That is good English, strikingly reminding us of Webster.
We notice some changes, not all of them agreeable, in the spelling of proper names : Amorah for Gomorrah ; Perath for Euphrates, following exactly the Hebrew ; Habel for Abel, and Henok for Enoch, as if they were Englishmen. Some idea of the theology of the volume may be had from the remarks on the sin of Adam as our "head.”
“The first man was potentially the race, and so long as he stands alone, actually the whole race for the time. His acts, then, are those not merely of the individual, but of the race. If the first of a race fall, before he has any offspring, the race is fallen. The guilt, the depravity, the penalty, all belong to the race. This is a great mystery.". p. 126.
This Commentary is in noble contrast with the most of the popular German Commentaries, so destructive, irreverent, and rationalizing ; and it impresses us more deeply than ever with the idea that an experimental Christian alone is fit to expound the Word of God. We hail this volume as leading a return to an older and better method of unfolding the Bible.
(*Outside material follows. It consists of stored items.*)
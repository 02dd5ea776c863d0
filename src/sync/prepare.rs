//! Scan phase: walk source and destination in lock-step and plan actions.

use std::collections::BTreeSet;
use std::ffi::OsString;
use std::fs::{self, Metadata};
use std::io;
use std::path::{Path, PathBuf};
use std::sync::atomic::{AtomicU64, Ordering};

use super::action::CopyAction;
use crate::attrs::AttrStore;
use crate::error::DocError;
use crate::hash::{commit_file_hash, get_hash, hash_file, Multihash};
use crate::progress::Progress;
use crate::transfer::conflict::{conflict_of, find_conflict_file_name};
use crate::transfer::filter::ScanFilter;

/// What the scan produces, in walk order.
#[derive(Debug, Clone, PartialEq, Eq)]
pub enum ScanEvent {
    Action(CopyAction),
    /// A destination-only file, usable as a hard-link source for `hash`.
    Duplicate { hash: Multihash, path: PathBuf },
}

pub trait ScanHandler {
    /// Accept an event. Returning false stops the scan.
    fn event(&mut self, event: ScanEvent) -> bool;

    /// Report a failure. Returning false stops the scan.
    fn error(&mut self, err: DocError) -> bool;
}

#[derive(Debug, Clone, Copy, Default)]
pub struct PrepareOptions {
    /// Compute missing hashes of destination-only files for deduplication.
    pub check_hash: bool,
    /// Copy in both directions.
    pub bidir: bool,
    /// Persist hashes computed while comparing.
    pub commit: bool,
    /// Collect destination-only files as link sources.
    pub dedup: bool,
    /// Force attribute writes on read-only files.
    pub force: bool,
}

/// Running totals shared between the scanning and copying sides.
#[derive(Debug, Default)]
pub struct ScanCounters {
    files: AtomicU64,
    total_bytes: AtomicU64,
    done_bytes: AtomicU64,
}

impl ScanCounters {
    pub fn files(&self) -> u64 {
        self.files.load(Ordering::Relaxed)
    }

    pub fn total_bytes(&self) -> u64 {
        self.total_bytes.load(Ordering::Relaxed)
    }

    pub fn done_bytes(&self) -> u64 {
        self.done_bytes.load(Ordering::Relaxed)
    }

    pub(crate) fn add_done(&self, bytes: u64) {
        self.done_bytes.fetch_add(bytes, Ordering::Relaxed);
    }
}

pub struct Preparator<'a, H: ScanHandler> {
    store: &'a dyn AttrStore,
    filter: &'a ScanFilter,
    opts: PrepareOptions,
    counters: &'a ScanCounters,
    progress: &'a dyn Progress,
    handler: H,
}

impl<'a, H: ScanHandler> Preparator<'a, H> {
    pub fn new(
        store: &'a dyn AttrStore,
        filter: &'a ScanFilter,
        opts: PrepareOptions,
        counters: &'a ScanCounters,
        progress: &'a dyn Progress,
        handler: H,
    ) -> Self {
        Self {
            store,
            filter,
            opts,
            counters,
            progress,
            handler,
        }
    }

    pub fn into_handler(self) -> H {
        self.handler
    }

    /// Plan everything needed to bring `dst` in line with `src`. Returns false
    /// when the handler stopped the scan.
    pub fn prepare(&mut self, src: &Path, dst: &Path) -> bool {
        self.prepare_copy(src, dst)
    }

    fn emit(&mut self, act: CopyAction) -> bool {
        self.counters
            .total_bytes
            .fetch_add(act.size, Ordering::Relaxed);
        self.handler.event(ScanEvent::Action(act))
    }

    fn prepare_copy(&mut self, src: &Path, dst: &Path) -> bool {
        self.counters.files.fetch_add(1, Ordering::Relaxed);
        let src_meta = fs::symlink_metadata(src);
        let dst_meta = fs::symlink_metadata(dst);

        match (src_meta, dst_meta) {
            (Ok(s), Err(e)) if e.kind() == io::ErrorKind::NotFound => self.copy_missing(src, dst, &s),
            (Err(e), Ok(d)) if e.kind() == io::ErrorKind::NotFound => {
                if self.opts.bidir {
                    self.copy_missing(dst, src, &d)
                } else if self.opts.dedup {
                    self.record_duplicate(src, dst, &d)
                } else {
                    true
                }
            }
            (Ok(s), Ok(d)) => {
                if s.is_dir() && d.is_dir() {
                    self.walk_children(src, dst)
                } else if s.is_dir() || d.is_dir() {
                    self.handler.error(DocError::TypeMismatch {
                        src: src.to_path_buf(),
                        dst: dst.to_path_buf(),
                    })
                } else {
                    self.compare_files(src, dst, &s, &d)
                }
            }
            (Err(e), _) => self.handler.error(DocError::io_at(src, e)),
            (_, Err(e)) => self.handler.error(DocError::io_at(dst, e)),
        }
    }

    /// `from` exists, `to` does not: copy it, and its subtree for directories.
    fn copy_missing(&mut self, from: &Path, to: &Path, meta: &Metadata) -> bool {
        let hash = if meta.is_dir() {
            None
        } else {
            match get_hash(self.store, from, meta, self.opts.dedup) {
                Ok(hash) => hash,
                Err(e) => return self.handler.error(e),
            }
        };
        if !self.emit(CopyAction::new(from, to, hash, meta)) {
            return false;
        }
        if meta.is_dir() {
            return self.walk_children(from, to);
        }
        true
    }

    /// Destination-only entry in dedup mode: remember where its content lives.
    fn record_duplicate(&mut self, src: &Path, dst: &Path, meta: &Metadata) -> bool {
        if meta.is_dir() {
            return self.walk_children(src, dst);
        }
        if !meta.is_file() {
            return true;
        }
        match get_hash(self.store, dst, meta, self.opts.check_hash) {
            Ok(Some(hash)) => self.handler.event(ScanEvent::Duplicate {
                hash,
                path: dst.to_path_buf(),
            }),
            Ok(None) => true,
            Err(e) => self.handler.error(e),
        }
    }

    fn child_names(dir: &Path) -> Result<Vec<OsString>, DocError> {
        match fs::read_dir(dir) {
            Ok(entries) => entries
                .map(|e| e.map(|e| e.file_name()).map_err(|err| DocError::io_at(dir, err)))
                .collect(),
            Err(e) if e.kind() == io::ErrorKind::NotFound => Ok(Vec::new()),
            Err(e) => Err(DocError::io_at(dir, e)),
        }
    }

    /// Recurse over child names: source names always, destination names too
    /// in bidirectional and dedup modes.
    fn walk_children(&mut self, src: &Path, dst: &Path) -> bool {
        let mut names = BTreeSet::new();
        match Self::child_names(src) {
            Ok(list) => names.extend(list),
            Err(e) => return self.handler.error(e),
        }
        if self.opts.bidir || self.opts.dedup {
            match Self::child_names(dst) {
                Ok(list) => names.extend(list),
                Err(e) => return self.handler.error(e),
            }
        }

        for name in names {
            let s = src.join(&name);
            let d = dst.join(&name);
            if self.filter.skips(&s, s.is_dir()) || self.filter.skips(&d, d.is_dir()) {
                tracing::trace!(path = %s.display(), "skipped");
                continue;
            }
            if !self.prepare_copy(&s, &d) {
                return false;
            }
        }
        true
    }

    fn hash_of(&mut self, path: &Path, meta: &Metadata) -> Result<Multihash, DocError> {
        if let Some(hash) = get_hash(self.store, path, meta, false)? {
            return Ok(hash);
        }
        let message = format!("hash {}", path.display());
        self.progress
            .report(self.counters.done_bytes(), self.counters.total_bytes(), &message);
        let hash = hash_file(path)?;
        let message = format!("hashed {}", path.display());
        self.progress
            .report(self.counters.done_bytes(), self.counters.total_bytes(), &message);
        if self.opts.commit && !meta.file_type().is_symlink() {
            if let Err(e) = commit_file_hash(self.store, path, meta, &hash, self.opts.force) {
                tracing::warn!(path = %path.display(), error = %e, "could not record hash");
            }
        }
        Ok(hash)
    }

    fn compare_files(&mut self, src: &Path, dst: &Path, s: &Metadata, d: &Metadata) -> bool {
        let src_hash = match self.hash_of(src, s) {
            Ok(h) => h,
            Err(e) => return self.handler.error(e),
        };
        let dst_hash = match self.hash_of(dst, d) {
            Ok(h) => h,
            Err(e) => return self.handler.error(e),
        };
        if src_hash == dst_hash && s.file_type().is_symlink() == d.file_type().is_symlink() {
            return true;
        }

        // A file and a symlink with equal hashes would mirror onto the
        // reverse copy's name.
        let mirror = self.opts.bidir && src_hash != dst_hash;
        if !self.conflict_copy(src, dst, src_hash, s, d, mirror) {
            return false;
        }
        if self.opts.bidir {
            return self.conflict_copy(dst, src, dst_hash, d, s, mirror);
        }
        true
    }

    /// Plan a conflict copy of `from` beside `existing`, unless `from` is
    /// itself a conflict copy or the same content is already stored there.
    ///
    /// With `mirror` the copy is also planned into the tree of `from` under
    /// the same name, so both trees hold every conflict copy.
    fn conflict_copy(
        &mut self,
        from: &Path,
        existing: &Path,
        hash: Multihash,
        from_meta: &Metadata,
        existing_meta: &Metadata,
        mirror: bool,
    ) -> bool {
        match conflict_of(self.store, from) {
            Ok(Some(_)) => return true,
            Ok(None) => {}
            Err(e) => return self.handler.error(e),
        }
        let name = match find_conflict_file_name(self.store, existing, &hash) {
            Ok(Some(name)) => name,
            Ok(None) => return true,
            Err(e) => return self.handler.error(e),
        };
        let mirror_path = name
            .file_name()
            .filter(|_| mirror)
            .map(|n| from.with_file_name(n));
        if !self.emit(CopyAction::conflict(
            from,
            name,
            hash.clone(),
            from_meta,
            existing,
            existing_meta,
        )) {
            return false;
        }
        match mirror_path {
            Some(path) => self.mirror_conflict(from, path, hash, from_meta),
            None => true,
        }
    }

    fn mirror_conflict(
        &mut self,
        from: &Path,
        mirror: PathBuf,
        hash: Multihash,
        from_meta: &Metadata,
    ) -> bool {
        match fs::symlink_metadata(&mirror) {
            // Whatever is there is compared on the next run.
            Ok(_) => true,
            Err(e) if e.kind() == io::ErrorKind::NotFound => self.emit(CopyAction::conflict(
                from, mirror, hash, from_meta, from, from_meta,
            )),
            Err(e) => self.handler.error(DocError::io_at(&mirror, e)),
        }
    }
}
The mechanical part of the work is well executed by its enterprising publisher ; being a comfort to the eyes.
11. Massachusetts Ecclesiastical Law. By EDWARD BUCK, of the
Suffolk Bar. 12mo. pp. 310. Boston: Gould & Lincoln. 1866.
We are surprised that some one has not undertaken this work before. The issues growing out of our early church and state relations, the cases carried up by our church polities to the courts, and our statutes affecting parishes and churches, were scattered through our law books and ecclesiastical literature for nearly two hundred and fifty years. There was great need to gather and digest them. Mr. Buck has shown much diligence in this commendable undertaking, and is entitled to the gratitude of those interested. For a first work of the kind it is perhaps as well prepared as could be expected. We should have been pleased with more of the legal precision in its style that pertains to law books. It contains, too, much matter that is foreign to the title, and no way auxiliary to the exposition of the subject in hand. As on pp. 79—80 we have the creed of the Universalists, and the sources of information indicated for knowing the creed of the Unitarians; the Barnes and Beecher trials in the Presbyterian church are spread out on pp. 99– seq. ; then come full references to information on the interdenominational conflicts of the Episcopalians, Methodists, Baptists, Presbyterians, Universalists and Romanists; with critiques referred to on leading Protestant divines. This is all good, but it stands in the way of the reader of Massachusetts Ecclesiastical Law, because it is out of place in such a book. So, closing the chapter of laws concerning meeting-houses, we have references to discussions on their architecture and ventilation. Such lack of order in selecting material for the volume, under the title, gives an impression of possible looseness in matters truly relevant and most important.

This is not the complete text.